Exercise brief =>
Can the data below be echoed back word for word?

[Data excerpts]
// src/models.rs
use base64::{engine::general_purpose, Engine as _};
use chrono::{DateTime, Utc};
use serde::{Deserialize, Serialize};
use uuid::Uuid;

/// Version of the persisted store blob. Bump when `Design` changes shape.
pub const PERSISTED_VERSION: u32 = 1;

#[derive(Debug, Clone, PartialEq, Serialize, Deserialize)]
pub struct DesignMetadata {
    pub title: String,
    pub description: String,
    /// Comma-separated keyword string, as produced by the AI gateway.
    pub tags: String,
    #[serde(rename = "type")]
    pub design_type: String,
    pub color: String,
}

#[derive(Debug, Clone, PartialEq, Serialize, Deserialize)]
pub struct Design {
    pub id: Uuid,
    pub metadata: DesignMetadata,
    /// Current displayable image: a data URL or a remote URL.
    pub image_url: String,
    /// The image produced at creation time. Never changes afterwards.
    pub original_image_url: String,
    /// The idea text this design was generated from. Immutable; remix reuses it.
    pub original_idea: String,
    pub bg_removed: bool,
    pub upscaled: bool,
    pub created_at: DateTime<Utc>,
}

impl Design {
    pub fn new(idea: &str, metadata: DesignMetadata, image_url: String) -> Self {
        Self {
            id: Uuid::new_v4(),
            metadata,
            original_image_url: image_url.clone(),
            image_url,
            original_idea: idea.to_string(),
            bg_removed: false,
            upscaled: false,
            created_at: Utc::now(),
        }
    }
}

/// What the AI gateway returns for one idea: an image prompt plus listing metadata.
#[derive(Debug, Clone, Serialize, Deserialize)]
pub struct DesignBrief {
    pub image_prompt: String,
    pub metadata: DesignMetadata,
}

/// The durable blob stored under the fixed slot key.
#[derive(Debug, Serialize, Deserialize)]
pub struct PersistedState {
    pub version: u32,
    pub designs: Vec<Design>,
}

#[derive(Debug, Clone, Copy, PartialEq, Eq, Serialize, Deserialize)]
#[serde(rename_all = "lowercase")]
pub enum AspectStatus {
    Pass,
    Warn,
    Fail,
}

#[derive(Debug, Clone, Serialize, Deserialize)]
pub struct PrintAspect {
    pub name: String,
    pub status: AspectStatus,
    pub details: String,
    #[serde(skip_serializing_if = "Option::is_none")]
    pub suggestion: Option<String>,
}

#[derive(Debug, Clone, Serialize, Deserialize)]
pub struct PrintReport {
    pub aspects: Vec<PrintAspect>,
}

#[derive(Debug, Clone, Serialize, Deserialize)]
pub struct InspirationAnalysis {
    pub theme: String,
    pub style: String,
    pub colors: Vec<String>,
    #[serde(default)]
    pub detected_text: Option<String>,
    pub ideas: Vec<String>,
}

/// Outcome of analyzing one uploaded image. Transient; never persisted.
#[derive(Debug, Clone, Serialize, Deserialize)]
pub struct AnalysisResult {
    pub id: Uuid,
    pub width: u32,
    pub height: u32,
    pub print_report: PrintReport,
    pub inspiration: InspirationAnalysis,
    pub created_at: DateTime<Utc>,
}

#[derive(Debug, Serialize)]
pub struct BulkFailure {
    pub idea: String,
    pub error: String,
}

/// Result of a bulk generation run: per-idea failures are collected, never fatal.
#[derive(Debug, Serialize)]
pub struct BulkReport {
    pub designs: Vec<Design>,
    pub failures: Vec<BulkFailure>,
    pub persisted: bool,
}

pub fn to_data_url(bytes: &[u8], mime: &str) -> String {
    format!(
        "data:{};base64,{}",
        mime,
        general_purpose::STANDARD.encode(bytes)
    )
}

/// Splits a data URL into its payload bytes. Returns None for remote URLs or
/// malformed data URLs.
pub fn from_data_url(url: &str) -> Option<Vec<u8>> {
    let rest = url.strip_prefix("data:")?;
    let (_, payload) = rest.split_once(";base64,")?;
    general_purpose::STANDARD.decode(payload).ok()
}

Answer area =>
// src/models.rs
use base64::{engine::general_purpose, Engine as _};
use chrono::{DateTime, Utc};
use serde::{Deserialize, Serialize};
use uuid::Uuid;

/// Version of the persisted store blob. Bump when `Design` changes shape.
pub const PERSISTED_VERSION: u32 = 1;

#[derive(Debug, Clone, PartialEq, Serialize, Deserialize)]
pub struct DesignMetadata {
    pub title: String,
    pub description: String,
    /// Comma-separated keyword string, as produced by the AI gateway.
    pub tags: String,
    #[serde(rename = "type")]
    pub design_type: String,
    pub color: String,
}

#[derive(Debug, Clone, PartialEq, Serialize, Deserialize)]
pub struct Design {
    pub id: Uuid,
    pub metadata: DesignMetadata,
    /// Current displayable image: a data URL or a remote URL.
    pub image_url: String,
    /// The image produced at creation time. Never changes afterwards.
    pub original_image_url: String,
    /// The idea text this design was generated from. Immutable; remix reuses it.
    pub original_idea: String,
    pub bg_removed: bool,
    pub upscaled: bool,
    pub created_at: DateTime<Utc>,
}

impl Design {
    pub fn new(idea: &str, metadata: DesignMetadata, image_url: String) -> Self {
        Self {
            id: Uuid::new_v4(),
            metadata,
            original_image_url: image_url.clone(),
            image_url,
            original_idea: idea.to_string(),
            bg_removed: false,
            upscaled: false,
            created_at: Utc::now(),
        }
    }
}

/// What the AI gateway returns for one idea: an image prompt plus listing metadata.
#[derive(Debug, Clone, Serialize, Deserialize)]
pub struct DesignBrief {
    pub image_prompt: String,
    pub metadata: DesignMetadata,
}

/// The durable blob stored under the fixed slot key.
#[derive(Debug, Serialize, Deserialize)]
pub struct PersistedState {
    pub version: u32,
    pub designs: Vec<Design>,
}

#[derive(Debug, Clone, Copy, PartialEq, Eq, Serialize, Deserialize)]
#[serde(rename_all = "lowercase")]
pub enum AspectStatus {
    Pass,
    Warn,
    Fail,
}

#[derive(Debug, Clone, Serialize, Deserialize)]
pub struct PrintAspect {
    pub name: String,
    pub status: AspectStatus,
    pub details: String,
    #[serde(skip_serializing_if = "Option::is_none")]
    pub suggestion: Option<String>,
}

#[derive(Debug, Clone, Serialize, Deserialize)]
pub struct PrintReport {
    pub aspects: Vec<PrintAspect>,
}

#[derive(Debug, Clone, Serialize, Deserialize)]
pub struct InspirationAnalysis {
    pub theme: String,
    pub style: String,
    pub colors: Vec<String>,
    #[serde(default)]
    pub detected_text: Option<String>,
    pub ideas: Vec<String>,
}

/// Outcome of analyzing one uploaded image. Transient; never persisted.
#[derive(Debug, Clone, Serialize, Deserialize)]
pub struct AnalysisResult {
    pub id: Uuid,
    pub width: u32,
    pub height: u32,
    pub print_report: PrintReport,
    pub inspiration: InspirationAnalysis,
    pub created_at: DateTime<Utc>,
}

#[derive(Debug, Serialize)]
pub struct BulkFailure {
    pub idea: String,
    pub error: String,
}

/// Result of a bulk generation run: per-idea failures are collected, never fatal.
#[derive(Debug, Serialize)]
pub struct BulkReport {
    pub designs: Vec<Design>,
    pub failures: Vec<BulkFailure>,
    pub persisted: bool,
}

pub fn to_data_url(bytes: &[u8], mime: &str) -> String {
    format!(
        "data:{};base64,{}",
        mime,
        general_purpose::STANDARD.encode(bytes)
    )
}

/// Splits a data URL into its payload bytes. Returns None for remote URLs or
/// malformed data URLs.
pub fn from_data_url(url: &str) -> Option<Vec<u8>> {
    let rest = url.strip_prefix("data:")?;
    let (_, payload) = rest.split_once(";base64,")?;
    general_purpose::STANDARD.decode(payload).ok()
}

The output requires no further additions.